Enquanto Bolsonaro ataca a Petrobras

Da inadimplência à turbulência das startups, o Brasil dá sinais de que a crise é mais profunda do que o presidente, concentrado em criar factoides palanqueiros, faz crer

Notas & Informações, O Estado de S.Paulo

27 de junho de 2022 | 03h00

Inadimplência recorde, inflação disparada, startups em crise e redução do superávit comercial ocupam o noticiário como fatos separados, mas são indicadores de um desarranjo ignorado por um presidente empenhado, com apoio de aliados no Congresso, em sujeitar a Petrobras a seus interesses eleitorais. Sem poder legal para intervir diretamente na gestão da empresa, a equipe do Palácio do Planalto pode tentar uma alteração da Lei das Estatais, aprovada em 2016 como desdobramento da Operação Lava Jato. Consumada, a alteração dessa lei será um enorme retrocesso, mas a preservação de avanços políticos, administrativos e econômicos nunca se destacou entre as prioridades do Executivo nos últimos três anos e meio.

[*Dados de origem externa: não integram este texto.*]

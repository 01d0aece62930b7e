//! # Package Repository
//!
//! On-disk store of installed NPK archives. One flat directory holds
//! `*.npk` files; each file is opened and verified on insert and on
//! startup scan. The repository never mutates a package in place:
//! installs copy into a temp file first and promote it with an atomic
//! rename, so a crash mid-install leaves no partial package behind.
//!
//! Packages are keyed by [`Container`]. Duplicate keys (two archives
//! declaring the same name and version) are an install error, not a
//! replace.

use crate::constants::NPK_EXT;
use crate::container::Container;
use crate::error::{Error, Result};
use crate::npk::Npk;
use std::collections::HashMap;
use std::path::{Path, PathBuf};
use tracing::{debug, info, warn};
use uuid::Uuid;

/// Directory-backed package store.
#[derive(Debug)]
pub struct Repository {
    dir: PathBuf,
    packages: HashMap<Container, Npk>,
}

impl Repository {
    /// Opens a repository, creating the directory if needed, and scans
    /// it for packages.
    ///
    /// Archives that fail to open or verify are skipped with a warning;
    /// one bad file never blocks the rest of the repository.
    pub fn open(dir: &Path) -> Result<Repository> {
        std::fs::create_dir_all(dir).map_err(|e| Error::RepositoryInit {
            path: dir.to_owned(),
            reason: e.to_string(),
        })?;

        let mut packages = HashMap::new();
        let entries = std::fs::read_dir(dir).map_err(|e| Error::RepositoryInit {
            path: dir.to_owned(),
            reason: e.to_string(),
        })?;
        for entry in entries {
            let entry = entry.map_err(|e| Error::RepositoryInit {
                path: dir.to_owned(),
                reason: e.to_string(),
            })?;
            let path = entry.path();
            if path.extension().and_then(|e| e.to_str()) != Some(NPK_EXT) {
                continue;
            }
            match Npk::open(&path) {
                Ok(npk) => {
                    let container = npk.manifest().container();
                    debug!("found package {container} at {}", path.display());
                    if let Some(previous) = packages.insert(container.clone(), npk) {
                        warn!(
                            "duplicate package {container}: ignoring {}",
                            previous.path().display()
                        );
                    }
                }
                Err(e) => warn!("skipping {}: {e}", path.display()),
            }
        }

        info!(
            "repository {} holds {} packages",
            dir.display(),
            packages.len()
        );
        Ok(Repository {
            dir: dir.to_owned(),
            packages,
        })
    }

    /// Returns the repository directory.
    pub fn dir(&self) -> &Path {
        &self.dir
    }

    /// Installs the archive at `src` into the repository.
    ///
    /// The archive is copied to a temp file, verified there, and
    /// promoted with an atomic rename. Returns the container key of the
    /// installed package.
    ///
    /// # Errors
    ///
    /// [`Error::InstallDuplicate`] if the key is already present; any
    /// [`Npk::open`] error if the archive is malformed or tampered.
    pub fn install(&mut self, src: &Path) -> Result<Container> {
        let (staging, npk) = Self::stage(&self.dir, src)?;
        self.promote(staging, npk)
    }

    /// Copies `src` to a staging file inside `dir` and verifies it.
    ///
    /// Pure file work; touches no repository state, so callers may run
    /// it on a blocking thread without holding the store. The staging
    /// file is removed on error.
    pub fn stage(dir: &Path, src: &Path) -> Result<(PathBuf, Npk)> {
        let staging = dir.join(format!(".{}.tmp", Uuid::new_v4()));
        std::fs::copy(src, &staging)
            .map_err(|e| Error::io(format!("copy {} into repository", src.display()), e))?;
        match Npk::open(&staging) {
            Ok(npk) => Ok((staging, npk)),
            Err(e) => {
                let _ = std::fs::remove_file(&staging);
                Err(e)
            }
        }
    }

    /// Promotes a staged, verified archive into the store with an
    /// atomic rename. Removes the staging file on error.
    pub fn promote(&mut self, staging: PathBuf, npk: Npk) -> Result<Container> {
        let container = npk.manifest().container();
        if self.packages.contains_key(&container) {
            let _ = std::fs::remove_file(&staging);
            return Err(Error::InstallDuplicate(container));
        }
        let dest = self
            .dir
            .join(format!("{}-{}.{NPK_EXT}", container.name(), container.version()));
        if let Err(e) = std::fs::rename(&staging, &dest) {
            let _ = std::fs::remove_file(&staging);
            return Err(Error::io(format!("rename to {}", dest.display()), e));
        }
        // Reopen at the final path so the handle points at the
        // promoted file.
        let npk = Npk::open(&dest)?;
        info!("installed {container} as {}", dest.display());
        self.packages.insert(container.clone(), npk);
        Ok(container)
    }

    /// Removes a package and deletes its archive.
    pub fn remove(&mut self, container: &Container) -> Result<()> {
        let npk = self
            .packages
            .remove(container)
            .ok_or_else(|| Error::InvalidContainer(container.clone()))?;
        std::fs::remove_file(npk.path())
            .map_err(|e| Error::io(format!("remove {}", npk.path().display()), e))?;
        info!("uninstalled {container}");
        Ok(())
    }

    /// Looks up a package by key.
    pub fn get(&self, container: &Container) -> Option<&Npk> {
        self.packages.get(container)
    }

    /// Returns true if the key is present.
    pub fn contains(&self, container: &Container) -> bool {
        self.packages.contains_key(container)
    }

    /// Iterates all packages.
    pub fn iter(&self) -> impl Iterator<Item = (&Container, &Npk)> {
        self.packages.iter()
    }

    /// Returns all container keys.
    pub fn containers(&self) -> Vec<Container> {
        self.packages.keys().cloned().collect()
    }
}

#[cfg(test)]
mod tests {
    use super::*;
    use crate::container::{Name, Version};
    use crate::manifest::Manifest;

    fn make_npk(dir: &Path, name: &str, version: Version) -> PathBuf {
        let manifest = Manifest {
            name: Name::try_from(name).unwrap(),
            version,
            init: Some(PathBuf::from("/init")),
            args: Vec::new(),
            env: Default::default(),
            uid: 1000,
            gid: 1000,
            cpu: None,
            memory: None,
            blkio: None,
            mounts: Default::default(),
            capabilities: Default::default(),
            rlimits: Default::default(),
            seccomp: None,
            selinux: None,
            console: None,
            autostart: None,
            io: None,
        };
        let root = dir.join(format!("{name}-root"));
        std::fs::create_dir_all(&root).unwrap();
        std::fs::write(root.join("init"), b"init").unwrap();
        crate::npk::pack(&manifest, &root, dir).unwrap()
    }

    #[test]
    fn test_install_and_scan() {
        let dir = tempfile::TempDir::new().unwrap();
        let repo_dir = dir.path().join("repo");
        let npk = make_npk(dir.path(), "hello", Version::new(0, 0, 1));

        let mut repo = Repository::open(&repo_dir).unwrap();
        let container = repo.install(&npk).unwrap();
        assert_eq!(container.to_string(), "hello:0.0.1");
        assert!(repo.contains(&container));

        // A fresh open finds the installed package.
        let repo = Repository::open(&repo_dir).unwrap();
        assert!(repo.contains(&container));
        assert_eq!(repo.containers().len(), 1);
    }

    #[test]
    fn test_install_duplicate_rejected() {
        let dir = tempfile::TempDir::new().unwrap();
        let repo_dir = dir.path().join("repo");
        let npk = make_npk(dir.path(), "hello", Version::new(0, 0, 1));

        let mut repo = Repository::open(&repo_dir).unwrap();
        repo.install(&npk).unwrap();
        assert!(matches!(
            repo.install(&npk),
            Err(Error::InstallDuplicate(_))
        ));
        // No staging leftovers.
        let leftovers = std::fs::read_dir(&repo_dir)
            .unwrap()
            .filter(|e| {
                e.as_ref()
                    .unwrap()
                    .file_name()
                    .to_string_lossy()
                    .ends_with(".tmp")
            })
            .count();
        assert_eq!(leftovers, 0);
    }

    #[test]
    fn test_install_corrupt_archive_cleans_staging() {
        let dir = tempfile::TempDir::new().unwrap();
        let repo_dir = dir.path().join("repo");
        let junk = dir.path().join("junk.npk");
        std::fs::write(&junk, b"not a tar archive").unwrap();

        let mut repo = Repository::open(&repo_dir).unwrap();
        assert!(repo.install(&junk).is_err());
        let leftovers = std::fs::read_dir(&repo_dir).unwrap().count();
        assert_eq!(leftovers, 0);
    }

    #[test]
    fn test_remove_deletes_archive() {
        let dir = tempfile::TempDir::new().unwrap();
        let repo_dir = dir.path().join("repo");
        let npk = make_npk(dir.path(), "hello", Version::new(0, 0, 1));

        let mut repo = Repository::open(&repo_dir).unwrap();
        let container = repo.install(&npk).unwrap();
        let path = repo.get(&container).unwrap().path().to_owned();
        repo.remove(&container).unwrap();
        assert!(!path.exists());
        assert!(!repo.contains(&container));
    }

    #[test]
    fn test_scan_skips_corrupt_archive() {
        let dir = tempfile::TempDir::new().unwrap();
        let repo_dir = dir.path().join("repo");
        std::fs::create_dir_all(&repo_dir).unwrap();
        std::fs::write(repo_dir.join("junk.npk"), b"not a tar archive").unwrap();

        let repo = Repository::open(&repo_dir).unwrap();
        assert_eq!(repo.containers().len(), 0);
    }
}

Mais que um sombrio pano de fundo, os desajustes da economia compõem o dia a dia de um país negligenciado pelo poder central. Enquanto o presidente Jair Bolsonaro reclama dos preços dos combustíveis e troca dirigentes da Petrobras, investidores fogem do Brasil, o dólar encarece, empregos são destruídos, a atividade emperra e as famílias empobrecem. Em abril, os consumidores inadimplentes chegaram a 66,13 milhões, um número recorde, segundo o levantamento periódico da Serasa Experian. Houve um aumento de 2,1 milhões em relação ao total encontrado em dezembro.

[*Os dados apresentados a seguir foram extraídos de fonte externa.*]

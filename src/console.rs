//! # Console
//!
//! Serves the control protocol over framed byte streams. Each
//! connection runs in its own task:
//!
//! - requests are decoded, handled and answered strictly in arrival
//!   order, one at a time, so every connection sees FIFO
//!   request/response pairing without correlation ids
//! - notifications from the engine broadcast interleave with
//!   responses whenever the connection is not mid-request
//!
//! A slow client only ever backs up its own connection. Notifications
//! it cannot keep up with are dropped for that connection (with a
//! warning); the shared engine is never blocked.

use crate::api::codec::{read_message, write_message, FrameDecoder};
use crate::api::model::{self, Message, MountResult, Notification, Request, Response, UmountResult};
use crate::constants::DEFAULT_STOP_TIMEOUT;
use crate::engine::Engine;
use crate::error::{Error, Result};
use bytes::BytesMut;
use std::time::Duration;
use tokio::io::{AsyncRead, AsyncWrite};
use tokio::sync::broadcast;
use tracing::{debug, info, warn};

/// Protocol server over the lifecycle engine.
#[derive(Clone)]
pub struct Console {
    engine: Engine,
}

impl Console {
    pub fn new(engine: Engine) -> Console {
        Console { engine }
    }

    /// Accepts connections on a unix socket until the engine shuts
    /// down. A stale socket file is replaced.
    #[cfg(unix)]
    pub async fn serve_unix(&self, path: &std::path::Path) -> Result<()> {
        if path.exists() {
            std::fs::remove_file(path)
                .map_err(|e| Error::io(format!("remove stale socket {}", path.display()), e))?;
        }
        let listener = tokio::net::UnixListener::bind(path)
            .map_err(|e| Error::io(format!("bind {}", path.display()), e))?;
        info!("console listening on {}", path.display());

        let mut shutdown = self.engine.subscribe();
        loop {
            tokio::select! {
                accepted = listener.accept() => {
                    let (stream, _) = accepted.map_err(|e| Error::io("accept", e))?;
                    self.spawn_connection(stream);
                }
                notification = shutdown.recv() => {
                    match notification {
                        Ok(Notification::Shutdown) => break,
                        Ok(_) => {}
                        Err(broadcast::error::RecvError::Lagged(_)) => {}
                        Err(broadcast::error::RecvError::Closed) => break,
                    }
                }
            }
        }
        Ok(())
    }

    /// Runs one connection in a background task.
    ///
    /// The notification subscription is taken here, before the task is
    /// spawned, so events broadcast between accept and the task's first
    /// poll are not lost.
    pub fn spawn_connection<S>(&self, stream: S)
    where
        S: AsyncRead + AsyncWrite + Send + Unpin + 'static,
    {
        let console = self.clone();
        let notifications = self.engine.subscribe();
        tokio::spawn(async move {
            if let Err(e) = console.connection(stream, notifications).await {
                match e {
                    Error::ConnectionClosed => debug!("connection closed"),
                    e => warn!("connection error: {e}"),
                }
            }
        });
    }

    /// Connection loop: strictly sequential request handling,
    /// notifications interleaved between requests.
    pub async fn connection<S>(
        &self,
        stream: S,
        mut notifications: broadcast::Receiver<Notification>,
    ) -> Result<()>
    where
        S: AsyncRead + AsyncWrite + Send + Unpin + 'static,
    {
        let (mut reader, mut writer) = tokio::io::split(stream);
        let decoder = FrameDecoder::default();
        let mut buffer = BytesMut::new();

        loop {
            tokio::select! {
                message = read_message(&mut reader, &decoder, &mut buffer) => {
                    let request = match message? {
                        Message::Request(request) => request,
                        _ => {
                            let error = model::Error::Internal {
                                message: "expected a request".to_string(),
                            };
                            write_message(&mut writer, &Message::Response(Response::Error { error })).await?;
                            continue;
                        }
                    };
                    let shutdown = matches!(request, Request::Shutdown);
                    let response = self.handle(request).await;
                    write_message(&mut writer, &Message::Response(response)).await?;
                    if shutdown {
                        return Ok(());
                    }
                }
                notification = notifications.recv() => {
                    match notification {
                        Ok(notification) => {
                            write_message(&mut writer, &Message::Notification(notification)).await?;
                        }
                        Err(broadcast::error::RecvError::Lagged(n)) => {
                            warn!("connection lagged, dropped {n} notifications");
                        }
                        Err(broadcast::error::RecvError::Closed) => return Ok(()),
                    }
                }
            }
        }
    }

    /// Maps one request onto the engine. Infallible: engine errors
    /// become error responses.
    pub async fn handle(&self, request: Request) -> Response {
        match request {
            Request::Containers => Response::Containers {
                containers: self.engine.containers(),
            },
            Request::Install { npk } => match self.engine.install(&npk).await {
                Ok(container) => Response::Install { container },
                Err(e) => error_response(&e),
            },
            Request::Uninstall { container, force } => {
                match self.engine.uninstall(&container, force).await {
                    Ok(()) => Response::Ok,
                    Err(e) => error_response(&e),
                }
            }
            Request::Mount { containers } => {
                let results = self
                    .engine
                    .mount_all(&containers)
                    .await
                    .into_iter()
                    .map(|(container, result)| match result {
                        Ok(()) => MountResult::Ok { container },
                        Err(e) => MountResult::Error {
                            container,
                            error: (&e).into(),
                        },
                    })
                    .collect();
                Response::Mount { results }
            }
            Request::Umount { containers } => {
                let results = self
                    .engine
                    .umount_all(&containers)
                    .await
                    .into_iter()
                    .map(|(container, result)| match result {
                        Ok(()) => UmountResult::Ok { container },
                        Err(e) => UmountResult::Error {
                            container,
                            error: (&e).into(),
                        },
                    })
                    .collect();
                Response::Umount { results }
            }
            Request::Start { container } => match self.engine.start(&container).await {
                Ok(process) => Response::Start { process },
                Err(e) => error_response(&e),
            },
            Request::Stop {
                container,
                signal,
                timeout_secs,
            } => {
                let timeout = if timeout_secs == 0 {
                    DEFAULT_STOP_TIMEOUT
                } else {
                    Duration::from_secs(timeout_secs)
                };
                match self.engine.stop(&container, signal, timeout).await {
                    Ok(status) => Response::Stop { status },
                    Err(e) => error_response(&e),
                }
            }
            Request::Shutdown => match self.engine.shutdown(DEFAULT_STOP_TIMEOUT).await {
                Ok(()) => Response::Ok,
                Err(e) => error_response(&e),
            },
        }
    }
}

fn error_response(error: &Error) -> Response {
    Response::Error {
        error: error.into(),
    }
}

Empobrecidas pelo desemprego, pela redução dos ganhos mensais e pela alta de preços, as famílias têm dificuldades maiores, a cada mês, para pagar as contas. Pior que isso, têm dificuldades crescentes para pagar o aluguel, para comprar alimentos e até para cozinhar a comida. Gasolina e diesel são importantes, mas, para as pessoas mais vulneráveis, é mais crucial dispor do gás necessário para cozinhar.

O poder central diminuiria o sofrimento de milhões se garantisse, de fato, um amplo subsídio ao gás de cozinha, mas a estratégia eleitoral do presidente aponta outras prioridades. O auxílio adicional, segundo se informa em Brasília, deve sair, mas o atraso é claramente injustificável. No entanto, a dificuldade para cozinhar é um dado menos escandaloso que a existência de mais de 30 milhões de pessoas famintas e de 125 milhões em condições de insegurança alimentar num país capaz, segundo o presidente Bolsonaro, de nutrir 1 bilhão de indivíduos.

Enquanto o presidente acusa a Petrobras de agir contra os brasileiros, importadores correm ao mercado externo para comprar petróleo e derivados, como diesel e naftas, além de fertilizantes. As importações de petróleo e derivados, em maio, foram 109% maiores que as de um ano antes, em valor. Normalmente superavitário, o saldo comercial desses produtos declinou de US$ 2,8 bilhões em fevereiro para US$ 88 milhões em maio.

“Os importadores, com receio da conjuntura internacional e com as turbulências que vêm ocorrendo no mercado de petróleo do Brasil, podem ter antecipado suas compras”, sugere a análise publicada pela Fundação Getulio Vargas (FGV). A linguagem é cautelosa, mas a insegurança nos mercados, diante do conflito entre a Presidência da República e a Petrobras, é bastante clara e tem-se refletido também nas oscilações da bolsa de valores e do câmbio.

As condições da economia brasileira sintetizam os desequilíbrios externos e internos. O País tem sido afetado pelas consequências da invasão da Ucrânia, pelos efeitos do combate aos novos casos de covid na China, pela inflação e pelo aperto monetário nos Estados Unidos e pelos muitos desarranjos domésticos, associados em grande parte à insegurança gerada pelas escolhas do presidente Jair Bolsonaro e de seus aliados.

Mas esse conjunto de problemas tem sido normalmente negligenciado pelo presidente, concentrado em alguns poucos objetivos. Sem outros agentes mobilizados contra a inflação, o Banco Central enfrenta sozinho a tarefa, recorrendo a seu principal instrumento, elevando os juros e impondo um freio a mais ao crescimento econômico e à criação de empregos, enquanto o presidente – vale a pena repetir – briga com a Petrobras, como se os preços dos combustíveis fossem a fonte de todos os problemas.